Истошный вопль «Вы – агенты Кремля!» сопутствует современной грузинской политике со дня ее рождения. Звиад Гамсахурдия использовал этническую мобилизацию в своих интересах, и, поскольку его оппоненты, будучи такими же грузинами, претендовали на активное участие в общенациональной дискуссии, радикалы стремились промаркировать как неправильных, «нечистых» соплеменников, к которым нельзя прислушиваться. Ярлык «Агент КГБ» бездоказательно навешивали в период национально-освободительного движения столько раз, что к моменту распада СССР его, как правило, воспринимали с усмешкой. В те же годы широко распространилась шутка о генерале КГБ, который якобы попросил передать известному лицу, засыпавшему его запросами: «Если он не успокоится, то узнает не только, кто донес на его отца, но и на кого донес его дедушка». При этом для выявления и разоблачения настоящих иностранных агентов в тот период практически ничего (расследования, суды и т. д.) не делалось. Новое руководство интересовал, прежде всего, пропагандистский, психологический аспект, возможность пометить своих оппонентов как проводников чужих интересов, врагов нации. Постоянные разговоры об агентах напоминали безудержную чеканку монет в Средние века – произошла неизбежная девальвация слова и смысла.
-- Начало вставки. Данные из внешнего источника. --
//! Error types for contentrepo-storage

use std::fmt;
use thiserror::Error;

use crate::domain::models::RepositoryId;

/// Storage error kinds
#[derive(Debug, Clone, Copy, PartialEq, Eq)]
pub enum ErrorKind {
    /// Mutation attempted on a sealed (complete) version
    ImmutableVersion,
    /// Deletion attempted on a version that is being served
    ProtectedVersion,
    /// Deletion attempted on the only remaining complete version
    LastVersion,
    /// Another open version (or live handle) exists for the repository
    ConcurrentMutation,
    /// Ledger left in an inconsistent state; indicates a bug
    ConsistencyViolation,
    /// A version would contain a content type its repository kind does not support
    UnsupportedContentType,
    /// Content belongs to a different domain than the repository
    DomainMismatch,
    /// Repository not found
    RepositoryNotFound,
    /// Repository version not found
    VersionNotFound,
    /// Content unit not found in the catalog
    ContentNotFound,
    /// Name already taken within the domain
    DuplicateName,
    /// Repository kind is not registered
    UnknownKind,
    /// Database errors (SQLite)
    Database,
    /// Serialization/deserialization errors
    Serialization,
    /// Transaction errors
    Transaction,
    /// Configuration errors
    Config,
    /// I/O errors
    IO,
}

impl ErrorKind {
    pub fn as_str(&self) -> &'static str {
        match self {
            ErrorKind::ImmutableVersion => "immutable_version",
            ErrorKind::ProtectedVersion => "protected_version",
            ErrorKind::LastVersion => "last_version",
            ErrorKind::ConcurrentMutation => "concurrent_mutation",
            ErrorKind::ConsistencyViolation => "consistency_violation",
            ErrorKind::UnsupportedContentType => "unsupported_content_type",
            ErrorKind::DomainMismatch => "domain_mismatch",
            ErrorKind::RepositoryNotFound => "repository_not_found",
            ErrorKind::VersionNotFound => "version_not_found",
            ErrorKind::ContentNotFound => "content_not_found",
            ErrorKind::DuplicateName => "duplicate_name",
            ErrorKind::UnknownKind => "unknown_kind",
            ErrorKind::Database => "database",
            ErrorKind::Serialization => "serialization",
            ErrorKind::Transaction => "transaction",
            ErrorKind::Config => "config",
            ErrorKind::IO => "io",
        }
    }

    /// Fatal kinds signal a bug or a broken caller contract rather than a
    /// condition the caller can resolve and retry.
    pub fn is_fatal(&self) -> bool {
        matches!(
            self,
            ErrorKind::ConsistencyViolation | ErrorKind::DomainMismatch
        )
    }
}

impl fmt::Display for ErrorKind {
    fn fmt(&self, f: &mut fmt::Formatter<'_>) -> fmt::Result {
        write!(f, "{}", self.as_str())
    }
}

/// Storage error type
///
/// Carries the repository and version number it concerns when known, so a
/// caller can act on it without parsing the message.
#[derive(Debug, Error)]
#[error("[{kind}] {message}")]
pub struct StorageError {
    #[source]
    pub source: Option<Box<dyn std::error::Error + Send + Sync>>,
    pub kind: ErrorKind,
    pub message: String,
    pub repository_id: Option<RepositoryId>,
    pub version_number: Option<u32>,
}

impl StorageError {
    pub fn new(kind: ErrorKind, message: impl Into<String>) -> Self {
        Self {
            kind,
            message: message.into(),
            repository_id: None,
            version_number: None,
            source: None,
        }
    }

    pub fn with_source(mut self, source: impl std::error::Error + Send + Sync + 'static) -> Self {
        self.source = Some(Box::new(source));
        self
    }

    pub fn with_repository(mut self, repository_id: RepositoryId) -> Self {
        self.repository_id = Some(repository_id);
        self
    }

    pub fn with_version(mut self, repository_id: RepositoryId, number: u32) -> Self {
        self.repository_id = Some(repository_id);
        self.version_number = Some(number);
        self
    }

    // Convenience constructors
    pub fn immutable_version(repository_id: RepositoryId, number: u32) -> Self {
        Self::new(
            ErrorKind::ImmutableVersion,
            format!("Version {} is complete and cannot be modified", number),
        )
        .with_version(repository_id, number)
    }

    pub fn protected_version(repository_id: RepositoryId, number: u32) -> Self {
        Self::new(
            ErrorKind::ProtectedVersion,
            format!(
                "Version {} is being served by a distribution and cannot be deleted",
                number
            ),
        )
        .with_version(repository_id, number)
    }

    pub fn last_version(repository_id: RepositoryId, number: u32) -> Self {
        Self::new(
            ErrorKind::LastVersion,
            format!(
                "Version {} is the last remaining version of the repository",
                number
            ),
        )
        .with_version(repository_id, number)
    }

    pub fn concurrent_mutation(repository_id: RepositoryId, message: impl Into<String>) -> Self {
        Self::new(ErrorKind::ConcurrentMutation, message).with_repository(repository_id)
    }

    pub fn consistency(repository_id: RepositoryId, number: u32, message: impl Into<String>) -> Self {
        Self::new(ErrorKind::ConsistencyViolation, message).with_version(repository_id, number)
    }

    pub fn unsupported_content_types(
        repository_id: RepositoryId,
        number: u32,
        types: &[String],
    ) -> Self {
        Self::new(
            ErrorKind::UnsupportedContentType,
            format!("Saw unsupported content types {:?}", types),
        )
        .with_version(repository_id, number)
    }

    pub fn duplicate_membership(repository_id: RepositoryId, content_id: impl fmt::Display) -> Self {
        Self::new(
            ErrorKind::ConsistencyViolation,
            format!("Duplicate ledger record for content {}", content_id),
        )
        .with_repository(repository_id)
    }

    pub fn domain_mismatch(repository_id: RepositoryId, count: usize) -> Self {
        Self::new(
            ErrorKind::DomainMismatch,
            format!("{} content units belong to a different domain", count),
        )
        .with_repository(repository_id)
    }

    pub fn repository_not_found(repo_id: impl fmt::Display) -> Self {
        Self::new(
            ErrorKind::RepositoryNotFound,
            format!("Repository not found: {}", repo_id),
        )
    }

    pub fn version_not_found(version: impl fmt::Display) -> Self {
        Self::new(
            ErrorKind::VersionNotFound,
            format!("Repository version not found: {}", version),
        )
    }

    pub fn content_not_found(count: usize) -> Self {
        Self::new(
            ErrorKind::ContentNotFound,
            format!("{} content units are not registered", count),
        )
    }

    pub fn duplicate_name(name: impl fmt::Display) -> Self {
        Self::new(
            ErrorKind::DuplicateName,
            format!("Repository name already in use: {}", name),
        )
    }

    pub fn unknown_kind(kind: impl fmt::Display) -> Self {
        Self::new(
            ErrorKind::UnknownKind,
            format!("Repository kind is not registered: {}", kind),
        )
    }

    pub fn database(message: impl Into<String>) -> Self {
        Self::new(ErrorKind::Database, message)
    }

    pub fn serialization(message: impl Into<String>) -> Self {
        Self::new(ErrorKind::Serialization, message)
    }

    pub fn transaction(message: impl Into<String>) -> Self {
        Self::new(ErrorKind::Transaction, message)
    }

    pub fn config(message: impl Into<String>) -> Self {
        Self::new(ErrorKind::Config, message)
    }
}

// SQLite error conversions
#[cfg(feature = "sqlite")]
impl From<rusqlite::Error> for StorageError {
    fn from(err: rusqlite::Error) -> Self {
        StorageError::database(format!("SQLite error: {}", err)).with_source(err)
    }
}

// JSON error conversions
impl From<serde_json::Error> for StorageError {
    fn from(err: serde_json::Error) -> Self {
        StorageError::serialization(format!("JSON error: {}", err)).with_source(err)
    }
}

impl From<serde_yaml::Error> for StorageError {
    fn from(err: serde_yaml::Error) -> Self {
        StorageError::config(format!("YAML error: {}", err)).with_source(err)
    }
}

impl From<std::io::Error> for StorageError {
    fn from(err: std::io::Error) -> Self {
        StorageError::new(ErrorKind::IO, format!("IO error: {}", err)).with_source(err)
    }
}

/// Result type alias
pub type Result<T> = std::result::Result<T, StorageError>;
В первые годы правления Шеварднадзе произошло интересное раздвоение: сторонники новых властей упоминали агентов с иронией, высмеивая «звиадистов» и их пропаганду, и в то же время со всей серьезностью говорили, например, о бывшем главе Госбезопасности Игоре Гиоргадзе и политиках-проводниках российских интересов. После того, как в Грузии появились и усилились первые неправительственные организации, некоторые руководители правящего «Союза граждан» увидели в них союзников своих оппонентов-младореформаторов, после чего с их подачи в консервативной, в том числе и околоцерковной печати, начались бесконечные рассуждения о связи грузинских НКО с враждебными замыслами Сороса, угрозах глобализации, либеральном интернационале и коварном масонстве. Основным инструментом оставалось публичное, позорящее обвинение, об уголовном преследовании подрывных элементов речь в 99% случаев вообще не велась. Ближе к концу правления Шеварднадзе окончательно оформился своеобразный «агентурный детерминизм», в рамках которого любые явления общественно-политической жизни рассматривались сквозь призму борьбы иностранных правительств, спецслужб и их агентов. В нем, словно в зеркале, отразилась структура местной элиты с иерархией связей патронов и клиентов – каждый из последних, действуя в политическом и медийном пространстве, непременно рассматривался как «чей-то человек». В его независимость не верили, либо рассматривали ее как редкую аномалию – это отношение актуально по сей день.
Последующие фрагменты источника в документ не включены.